▶ [Collected data]
*** Block opens ***

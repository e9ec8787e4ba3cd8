//! Cross-section through a representative cabinet.

use crate::models::{DimensionLine, Rect, SectionPart, SectionPartKind, SideView, StructuredDesignData};
use crate::rules::Rules;
use crate::services::dimensions::{non_negative, ResolvedDimensions};

/// Dimension offset from the section outline.
const DIM_OFFSET_MM: f64 = 100.0;

/// Builds the side section. Uses a lower cabinet when the run has one,
/// otherwise an upper cabinet; empty when there are no cabinets.
pub fn build_side_view(
    design: &StructuredDesignData,
    dims: &ResolvedDimensions,
    rules: &Rules,
) -> SideView {
    let has_lower = !design.cabinets.lower.is_empty();
    let (depth, body, base) = if has_lower {
        (dims.lower_depth, dims.lower_body_height, dims.leg_height)
    } else if !design.cabinets.upper.is_empty() {
        (dims.upper_depth, dims.upper_height, 0.0)
    } else {
        return SideView::default();
    };

    let t = dims.body_thickness;
    let back_t = dims.back_thickness;
    let top = base + body;

    let mut parts = vec![
        part(SectionPartKind::SidePanel, Rect::new(0.0, base, t, body)),
        part(
            SectionPartKind::SidePanel,
            Rect::new(non_negative(depth - t), base, t, body),
        ),
        part(SectionPartKind::BottomBoard, Rect::new(0.0, base, depth, t)),
        part(
            SectionPartKind::BackPanel,
            Rect::new(non_negative(depth - back_t), base, back_t, body),
        ),
        part(
            SectionPartKind::Shelf,
            Rect::new(
                0.0,
                base + (body - t) / 2.0,
                non_negative(depth - rules.construction.shelf_depth_reduction),
                t,
            ),
        ),
    ];

    if has_lower {
        parts.push(part(
            SectionPartKind::Countertop,
            Rect::new(0.0, top, depth, dims.countertop_thickness),
        ));
    }

    let annotation_y = top + dims.countertop_thickness + DIM_OFFSET_MM;
    let dimensions = vec![
        DimensionLine::horizontal(0.0, depth, base - DIM_OFFSET_MM, Some("Depth")),
        DimensionLine::vertical(base, top, -DIM_OFFSET_MM, Some("Body")),
        DimensionLine::horizontal(0.0, t, annotation_y, Some("Side")),
        DimensionLine::horizontal(
            non_negative(depth - back_t),
            depth,
            annotation_y + DIM_OFFSET_MM,
            Some("Back"),
        ),
    ];

    SideView {
        depth,
        body_height: body,
        parts,
        dimensions,
    }
}

fn part(kind: SectionPartKind, rect: Rect) -> SectionPart {
    SectionPart { kind, rect }
}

*** Block closes ***

▶ [WHAT TO DO] From the first line to the last, transcribe the records exactly.

▶ [RESULT BELOW]
repository e9ec8787e4ba3cd8
//! Cross-section through a representative cabinet.

use crate::models::{DimensionLine, Rect, SectionPart, SectionPartKind, SideView, StructuredDesignData};
use crate::rules::Rules;
use crate::services::dimensions::{non_negative, ResolvedDimensions};

/// Dimension offset from the section outline.
const DIM_OFFSET_MM: f64 = 100.0;

/// Builds the side section. Uses a lower cabinet when the run has one,
/// otherwise an upper cabinet; empty when there are no cabinets.
pub fn build_side_view(
    design: &StructuredDesignData,
    dims: &ResolvedDimensions,
    rules: &Rules,
) -> SideView {
    let has_lower = !design.cabinets.lower.is_empty();
    let (depth, body, base) = if has_lower {
        (dims.lower_depth, dims.lower_body_height, dims.leg_height)
    } else if !design.cabinets.upper.is_empty() {
        (dims.upper_depth, dims.upper_height, 0.0)
    } else {
        return SideView::default();
    };

    let t = dims.body_thickness;
    let back_t = dims.back_thickness;
    let top = base + body;

    let mut parts = vec![
        part(SectionPartKind::SidePanel, Rect::new(0.0, base, t, body)),
        part(
            SectionPartKind::SidePanel,
            Rect::new(non_negative(depth - t), base, t, body),
        ),
        part(SectionPartKind::BottomBoard, Rect::new(0.0, base, depth, t)),
        part(
            SectionPartKind::BackPanel,
            Rect::new(non_negative(depth - back_t), base, back_t, body),
        ),
        part(
            SectionPartKind::Shelf,
            Rect::new(
                0.0,
                base + (body - t) / 2.0,
                non_negative(depth - rules.construction.shelf_depth_reduction),
                t,
            ),
        ),
    ];

    if has_lower {
        parts.push(part(
            SectionPartKind::Countertop,
            Rect::new(0.0, top, depth, dims.countertop_thickness),
        ));
    }

    let annotation_y = top + dims.countertop_thickness + DIM_OFFSET_MM;
    let dimensions = vec![
        DimensionLine::horizontal(0.0, depth, base - DIM_OFFSET_MM, Some("Depth")),
        DimensionLine::vertical(base, top, -DIM_OFFSET_MM, Some("Body")),
        DimensionLine::horizontal(0.0, t, annotation_y, Some("Side")),
        DimensionLine::horizontal(
            non_negative(depth - back_t),
            depth,
            annotation_y + DIM_OFFSET_MM,
            Some("Back"),
        ),
    ];

    SideView {
        depth,
        body_height: body,
        parts,
        dimensions,
    }
}

fn part(kind: SectionPartKind, rect: Rect) -> SectionPart {
    SectionPart { kind, rect }
}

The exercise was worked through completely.